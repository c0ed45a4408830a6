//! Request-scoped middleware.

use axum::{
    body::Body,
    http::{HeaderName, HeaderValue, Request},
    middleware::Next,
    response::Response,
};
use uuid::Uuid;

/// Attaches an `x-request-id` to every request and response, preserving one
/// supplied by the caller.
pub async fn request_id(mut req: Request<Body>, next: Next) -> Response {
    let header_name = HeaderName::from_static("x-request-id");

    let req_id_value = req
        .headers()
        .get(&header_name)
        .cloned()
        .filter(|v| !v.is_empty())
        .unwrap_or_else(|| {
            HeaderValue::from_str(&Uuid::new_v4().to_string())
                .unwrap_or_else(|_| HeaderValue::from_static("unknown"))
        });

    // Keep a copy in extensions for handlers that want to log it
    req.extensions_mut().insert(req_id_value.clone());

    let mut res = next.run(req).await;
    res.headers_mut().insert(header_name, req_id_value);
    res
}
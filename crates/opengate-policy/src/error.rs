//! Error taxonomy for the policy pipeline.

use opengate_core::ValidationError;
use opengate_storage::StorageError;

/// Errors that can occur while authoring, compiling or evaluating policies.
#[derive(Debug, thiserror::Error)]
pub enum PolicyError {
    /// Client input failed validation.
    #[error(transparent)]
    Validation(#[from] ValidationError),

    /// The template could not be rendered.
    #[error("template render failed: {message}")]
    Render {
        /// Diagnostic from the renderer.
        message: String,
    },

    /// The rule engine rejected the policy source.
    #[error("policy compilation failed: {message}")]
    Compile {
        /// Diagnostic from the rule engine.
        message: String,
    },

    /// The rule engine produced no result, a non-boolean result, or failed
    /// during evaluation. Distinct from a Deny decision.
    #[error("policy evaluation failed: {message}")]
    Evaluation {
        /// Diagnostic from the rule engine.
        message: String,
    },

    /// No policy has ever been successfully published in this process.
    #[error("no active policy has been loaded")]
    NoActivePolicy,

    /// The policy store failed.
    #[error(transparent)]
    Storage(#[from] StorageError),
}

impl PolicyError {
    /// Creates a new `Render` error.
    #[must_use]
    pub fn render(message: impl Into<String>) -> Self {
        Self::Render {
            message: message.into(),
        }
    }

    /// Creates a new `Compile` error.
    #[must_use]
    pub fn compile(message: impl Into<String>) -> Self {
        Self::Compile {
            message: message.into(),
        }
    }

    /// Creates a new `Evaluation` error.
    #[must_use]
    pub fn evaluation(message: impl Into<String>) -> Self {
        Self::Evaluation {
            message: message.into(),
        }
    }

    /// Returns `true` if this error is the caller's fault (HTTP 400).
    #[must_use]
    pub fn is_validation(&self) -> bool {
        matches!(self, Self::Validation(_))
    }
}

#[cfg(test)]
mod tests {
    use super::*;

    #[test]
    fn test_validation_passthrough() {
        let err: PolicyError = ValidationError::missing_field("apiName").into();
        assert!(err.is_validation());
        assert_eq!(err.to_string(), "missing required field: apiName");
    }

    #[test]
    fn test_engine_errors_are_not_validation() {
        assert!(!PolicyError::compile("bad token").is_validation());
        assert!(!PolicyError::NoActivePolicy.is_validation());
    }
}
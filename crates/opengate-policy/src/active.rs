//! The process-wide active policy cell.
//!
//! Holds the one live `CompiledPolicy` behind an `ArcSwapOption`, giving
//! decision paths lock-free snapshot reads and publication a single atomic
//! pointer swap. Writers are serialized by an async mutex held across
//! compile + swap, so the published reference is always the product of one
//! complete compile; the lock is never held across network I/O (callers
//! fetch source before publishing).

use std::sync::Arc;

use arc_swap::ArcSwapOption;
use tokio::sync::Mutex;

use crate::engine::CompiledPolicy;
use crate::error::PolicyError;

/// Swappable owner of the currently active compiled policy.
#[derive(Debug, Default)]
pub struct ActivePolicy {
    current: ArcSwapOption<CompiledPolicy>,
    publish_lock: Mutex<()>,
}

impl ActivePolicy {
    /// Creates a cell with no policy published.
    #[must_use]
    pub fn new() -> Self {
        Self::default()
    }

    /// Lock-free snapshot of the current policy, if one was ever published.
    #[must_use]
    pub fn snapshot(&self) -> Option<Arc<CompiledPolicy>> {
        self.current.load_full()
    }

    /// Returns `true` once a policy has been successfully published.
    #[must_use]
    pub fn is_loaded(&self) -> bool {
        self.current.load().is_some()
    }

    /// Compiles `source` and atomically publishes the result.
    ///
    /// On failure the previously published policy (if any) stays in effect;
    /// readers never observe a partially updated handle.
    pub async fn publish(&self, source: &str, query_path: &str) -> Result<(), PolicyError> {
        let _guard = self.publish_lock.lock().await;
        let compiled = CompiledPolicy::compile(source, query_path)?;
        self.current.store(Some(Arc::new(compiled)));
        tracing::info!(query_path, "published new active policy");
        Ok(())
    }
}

---

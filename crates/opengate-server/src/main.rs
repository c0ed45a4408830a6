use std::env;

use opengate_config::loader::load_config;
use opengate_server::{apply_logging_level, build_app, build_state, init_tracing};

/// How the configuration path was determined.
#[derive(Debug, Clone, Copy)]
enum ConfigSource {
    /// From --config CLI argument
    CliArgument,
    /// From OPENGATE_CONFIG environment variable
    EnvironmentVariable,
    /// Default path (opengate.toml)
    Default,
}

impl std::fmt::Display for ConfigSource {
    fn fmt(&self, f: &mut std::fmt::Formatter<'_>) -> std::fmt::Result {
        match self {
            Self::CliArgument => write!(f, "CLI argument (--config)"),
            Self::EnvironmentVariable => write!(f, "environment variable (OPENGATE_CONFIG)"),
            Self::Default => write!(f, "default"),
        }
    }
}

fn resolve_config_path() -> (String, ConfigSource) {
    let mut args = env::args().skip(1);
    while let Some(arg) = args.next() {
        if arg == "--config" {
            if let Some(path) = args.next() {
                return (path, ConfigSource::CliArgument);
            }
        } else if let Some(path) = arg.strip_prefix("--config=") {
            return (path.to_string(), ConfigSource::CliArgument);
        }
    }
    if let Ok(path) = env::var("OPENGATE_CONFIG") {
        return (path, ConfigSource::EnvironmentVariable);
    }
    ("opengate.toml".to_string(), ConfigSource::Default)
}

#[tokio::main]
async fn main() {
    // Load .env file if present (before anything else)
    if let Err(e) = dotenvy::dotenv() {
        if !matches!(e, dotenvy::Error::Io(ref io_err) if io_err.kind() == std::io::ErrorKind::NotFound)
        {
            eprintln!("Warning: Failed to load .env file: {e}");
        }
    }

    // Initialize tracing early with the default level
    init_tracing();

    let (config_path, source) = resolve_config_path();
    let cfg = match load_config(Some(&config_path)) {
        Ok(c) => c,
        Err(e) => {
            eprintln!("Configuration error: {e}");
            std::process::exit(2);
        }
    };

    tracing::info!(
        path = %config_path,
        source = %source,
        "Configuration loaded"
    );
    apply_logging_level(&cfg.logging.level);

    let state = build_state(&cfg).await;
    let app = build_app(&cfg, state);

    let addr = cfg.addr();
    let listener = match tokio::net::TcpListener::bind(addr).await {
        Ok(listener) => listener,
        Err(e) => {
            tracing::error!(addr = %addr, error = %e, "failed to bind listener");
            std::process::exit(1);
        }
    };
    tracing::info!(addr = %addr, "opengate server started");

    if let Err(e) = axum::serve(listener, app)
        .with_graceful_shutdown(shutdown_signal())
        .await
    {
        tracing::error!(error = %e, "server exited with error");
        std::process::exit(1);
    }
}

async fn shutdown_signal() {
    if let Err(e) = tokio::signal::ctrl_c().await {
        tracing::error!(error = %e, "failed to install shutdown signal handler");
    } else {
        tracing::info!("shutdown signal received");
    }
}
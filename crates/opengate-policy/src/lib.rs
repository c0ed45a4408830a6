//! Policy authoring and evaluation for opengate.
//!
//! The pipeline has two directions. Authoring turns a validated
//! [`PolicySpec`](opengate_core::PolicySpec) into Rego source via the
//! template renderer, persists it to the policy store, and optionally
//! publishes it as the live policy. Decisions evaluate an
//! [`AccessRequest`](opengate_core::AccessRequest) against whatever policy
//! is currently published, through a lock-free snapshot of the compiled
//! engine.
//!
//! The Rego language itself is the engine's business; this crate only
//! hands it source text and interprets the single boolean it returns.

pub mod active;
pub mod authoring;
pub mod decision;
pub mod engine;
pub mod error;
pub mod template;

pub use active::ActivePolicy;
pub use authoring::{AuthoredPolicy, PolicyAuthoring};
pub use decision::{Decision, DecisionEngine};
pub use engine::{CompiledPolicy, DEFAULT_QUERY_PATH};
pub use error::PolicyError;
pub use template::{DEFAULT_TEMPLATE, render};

---

Go through the records, tally the lines holding the word "never", and give only the tally.

— SOLUTION TO THIS EXERCISE —
2